The rules of our "Moreno CA" are roughly as follows: an artificial member, represented by a cell, is in a positive or negative emotional state dependent on the neighbours; he either likes them  or does not like them or he is indifferent towards them. The artificial member is in a positive mood if he is surrounded by more people he likes than by people he does not like or feels indifferent to; he is in other emotional states if there are more people in the neighbourhood he does not like than those he likes etc.

If a member is in a positive emotional state, he will stay where he is. If he is not, then he looks in the extended Moore neighbourhood - or even around the whole grid of the CA - if there are members he likes better than his neighbours. If that is the case he/she "moves", i.e., leaves his place and moves into the direction of the members he likes better. If he/she cannot find such members, he/she moves at random .

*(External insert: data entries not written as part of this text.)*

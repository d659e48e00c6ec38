//! Menu-driven sparse matrix calculator
//!
//! Thin console front-end over the `spmat-core` facade: it prompts, parses
//! numbers, dispatches to the public contract, and prints rendered results.
//! Core failures are reported and the loop continues.

use clap::{Parser, Subcommand};
use spmat::{render_dense, render_sparse, SparseMatrix};
use std::io::{self, BufRead, Write};

#[derive(Parser)]
#[command(author, version, about = "Sparse matrix calculator - interactive menu over an exact-zero-eliminating sparse matrix engine")]
struct Cli {
    #[command(subcommand)]
    command: Option<Commands>,
}

#[derive(Subcommand)]
enum Commands {
    /// Run the scripted walkthrough non-interactively
    Demo,
}

fn main() -> Result<(), Box<dyn std::error::Error>> {
    let cli = Cli::parse();

    match cli.command {
        Some(Commands::Demo) => run_demo(),
        None => run_menu(),
    }
}

/// Interactive menu loop over a workspace of matrices
fn run_menu() -> Result<(), Box<dyn std::error::Error>> {
    let stdin = io::stdin();
    let mut lines = stdin.lock().lines();
    let mut matrices: Vec<SparseMatrix> = Vec::new();

    loop {
        print_menu();
        let Some(line) = read_line(&mut lines, "Enter your choice: ") else {
            break;
        };
        let Ok(choice) = line.parse::<usize>() else {
            println!("Invalid choice. Please try again.");
            continue;
        };

        let outcome = match choice {
            1 => create_matrix(&mut lines, &mut matrices),
            2 => binary_op(&mut lines, &mut matrices, "addition", SparseMatrix::add),
            3 => binary_op(
                &mut lines,
                &mut matrices,
                "subtraction",
                SparseMatrix::subtract,
            ),
            4 => scalar_op(&mut lines, &mut matrices, SparseMatrix::scalar_multiply),
            5 => binary_op(
                &mut lines,
                &mut matrices,
                "multiplication",
                SparseMatrix::multiply,
            ),
            6 => scalar_op(&mut lines, &mut matrices, SparseMatrix::scalar_divide),
            7 => unary_op(&mut lines, &mut matrices, SparseMatrix::transpose),
            8 => show_determinant(&mut lines, &matrices),
            9 => unary_op(&mut lines, &mut matrices, SparseMatrix::inverse),
            10 => view_matrix(&mut lines, &matrices, render_dense),
            11 => view_matrix(&mut lines, &matrices, render_sparse),
            0 => {
                println!("Exiting.");
                break;
            }
            _ => {
                println!("Invalid choice. Please try again.");
                Ok(())
            }
        };

        if let Err(err) = outcome {
            println!("Error: {err}");
        }
    }
    Ok(())
}

fn print_menu() {
    println!();
    println!("=== SPARSE MATRIX CALCULATOR ===");
    println!("1. Create a new matrix");
    println!("2. Add two matrices");
    println!("3. Subtract two matrices");
    println!("4. Multiply by scalar");
    println!("5. Multiply two matrices");
    println!("6. Divide by scalar");
    println!("7. Transpose a matrix");
    println!("8. Calculate determinant");
    println!("9. Calculate inverse");
    println!("10. View matrix");
    println!("11. View sparse representation");
    println!("0. Exit");
}

type LineReader<'a> = std::io::Lines<io::StdinLock<'a>>;

/// Prompt and read one line; `None` on end of input
fn read_line(lines: &mut LineReader<'_>, prompt: &str) -> Option<String> {
    print!("{prompt}");
    let _ = io::stdout().flush();
    match lines.next() {
        Some(Ok(line)) => Some(line.trim().to_string()),
        _ => None,
    }
}

fn prompt_usize(lines: &mut LineReader<'_>, prompt: &str) -> Option<usize> {
    let line = read_line(lines, prompt)?;
    match line.parse() {
        Ok(n) => Some(n),
        Err(_) => {
            println!("Not a valid number: {line}");
            None
        }
    }
}

fn prompt_f64(lines: &mut LineReader<'_>, prompt: &str) -> Option<f64> {
    let line = read_line(lines, prompt)?;
    match line.parse() {
        Ok(v) => Some(v),
        Err(_) => {
            println!("Not a valid number: {line}");
            None
        }
    }
}

/// Prompt for the index of an existing matrix
fn select_index(lines: &mut LineReader<'_>, matrices: &[SparseMatrix], what: &str) -> Option<usize> {
    if matrices.is_empty() {
        println!("No matrices available. Create a matrix first.");
        return None;
    }
    let prompt = format!("Enter index of {what} (0-{}): ", matrices.len() - 1);
    let idx = prompt_usize(lines, &prompt)?;
    if idx >= matrices.len() {
        println!("Invalid matrix index.");
        return None;
    }
    Some(idx)
}

fn store_result(matrices: &mut Vec<SparseMatrix>, result: SparseMatrix) {
    println!("Result stored as matrix {}", matrices.len());
    println!("{}", render_dense(&result));
    matrices.push(result);
}

fn create_matrix(
    lines: &mut LineReader<'_>,
    matrices: &mut Vec<SparseMatrix>,
) -> spmat::Result<()> {
    let Some(rows) = prompt_usize(lines, "Enter number of rows: ") else {
        return Ok(());
    };
    let Some(cols) = prompt_usize(lines, "Enter number of columns: ") else {
        return Ok(());
    };

    let mut matrix = SparseMatrix::new(rows, cols)?;
    println!("Enter matrix elements row by row:");
    for row in 0..rows {
        for col in 0..cols {
            let prompt = format!("Element at position ({row}, {col}): ");
            let Some(value) = prompt_f64(lines, &prompt) else {
                return Ok(());
            };
            matrix.insert(row, col, value)?;
        }
    }

    println!("Matrix {} created successfully.", matrices.len());
    matrices.push(matrix);
    Ok(())
}

fn binary_op(
    lines: &mut LineReader<'_>,
    matrices: &mut Vec<SparseMatrix>,
    what: &str,
    op: fn(&SparseMatrix, &SparseMatrix) -> spmat::Result<SparseMatrix>,
) -> spmat::Result<()> {
    if matrices.len() < 2 {
        println!("You need at least two matrices for {what}. Create more matrices.");
        return Ok(());
    }
    let Some(first) = select_index(lines, matrices, "first matrix") else {
        return Ok(());
    };
    let Some(second) = select_index(lines, matrices, "second matrix") else {
        return Ok(());
    };

    let result = op(&matrices[first], &matrices[second])?;
    store_result(matrices, result);
    Ok(())
}

fn scalar_op(
    lines: &mut LineReader<'_>,
    matrices: &mut Vec<SparseMatrix>,
    op: fn(&SparseMatrix, f64) -> spmat::Result<SparseMatrix>,
) -> spmat::Result<()> {
    let Some(idx) = select_index(lines, matrices, "matrix") else {
        return Ok(());
    };
    let Some(scalar) = prompt_f64(lines, "Enter scalar value: ") else {
        return Ok(());
    };

    let result = op(&matrices[idx], scalar)?;
    store_result(matrices, result);
    Ok(())
}

fn unary_op(
    lines: &mut LineReader<'_>,
    matrices: &mut Vec<SparseMatrix>,
    op: fn(&SparseMatrix) -> spmat::Result<SparseMatrix>,
) -> spmat::Result<()> {
    let Some(idx) = select_index(lines, matrices, "matrix") else {
        return Ok(());
    };

    let result = op(&matrices[idx])?;
    store_result(matrices, result);
    Ok(())
}

fn show_determinant(lines: &mut LineReader<'_>, matrices: &[SparseMatrix]) -> spmat::Result<()> {
    let Some(idx) = select_index(lines, matrices, "matrix") else {
        return Ok(());
    };

    let det = matrices[idx].determinant()?;
    println!("Determinant: {det}");
    Ok(())
}

fn view_matrix(
    lines: &mut LineReader<'_>,
    matrices: &[SparseMatrix],
    render: fn(&SparseMatrix) -> String,
) -> spmat::Result<()> {
    let Some(idx) = select_index(lines, matrices, "matrix") else {
        return Ok(());
    };

    let m = &matrices[idx];
    println!("Matrix {}x{}:", m.rows(), m.cols());
    print!("{}", render(m));
    Ok(())
}

/// Scripted walkthrough over two fixed 2x2 matrices
fn run_demo() -> Result<(), Box<dyn std::error::Error>> {
    let m1 = SparseMatrix::from_triplets(
        2,
        2,
        &[(0, 0, 1.0), (0, 1, 2.0), (1, 0, 3.0), (1, 1, 4.0)],
    )?;
    let m2 = SparseMatrix::from_triplets(
        2,
        2,
        &[(0, 0, 5.0), (0, 1, 6.0), (1, 0, 7.0), (1, 1, 8.0)],
    )?;

    println!("Matrix 1:\n{}", render_dense(&m1));
    println!("Matrix 2:\n{}", render_dense(&m2));

    println!("M1 + M2:\n{}", render_dense(&m1.add(&m2)?));
    println!("M1 - M2:\n{}", render_dense(&m1.subtract(&m2)?));
    println!("M1 * 2.5:\n{}", render_dense(&m1.scalar_multiply(2.5)?));
    println!("M1 * M2:\n{}", render_dense(&m1.multiply(&m2)?));
    println!("Transpose of M1:\n{}", render_dense(&m1.transpose()?));
    println!("Determinant of M1: {}\n", m1.determinant()?);

    let inv = m1.inverse()?;
    println!("Inverse of M1:\n{}", render_dense(&inv));
    println!("Verification M1 * M1^-1:\n{}", render_dense(&m1.multiply(&inv)?));

    let sparse = SparseMatrix::from_triplets(3, 3, &[(0, 0, 1.0), (0, 2, 3.0), (2, 1, 7.0)])?;
    println!("Sparse 3x3:\n{}", render_dense(&sparse));
    println!("Sparse representation:\n{}", render_sparse(&sparse));

    Ok(())
}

The sociopsychological assumption behind these rules is of course that people tend to gather with other people they like rather well or at least they do not dislike. Because this assumption is a truism, known from everyday experience, the rules of our CA seem to be quite realistic. Conversely, if it is not possible for certain group members to associate themselves with members they like, then they will feel unhappy and try to go away.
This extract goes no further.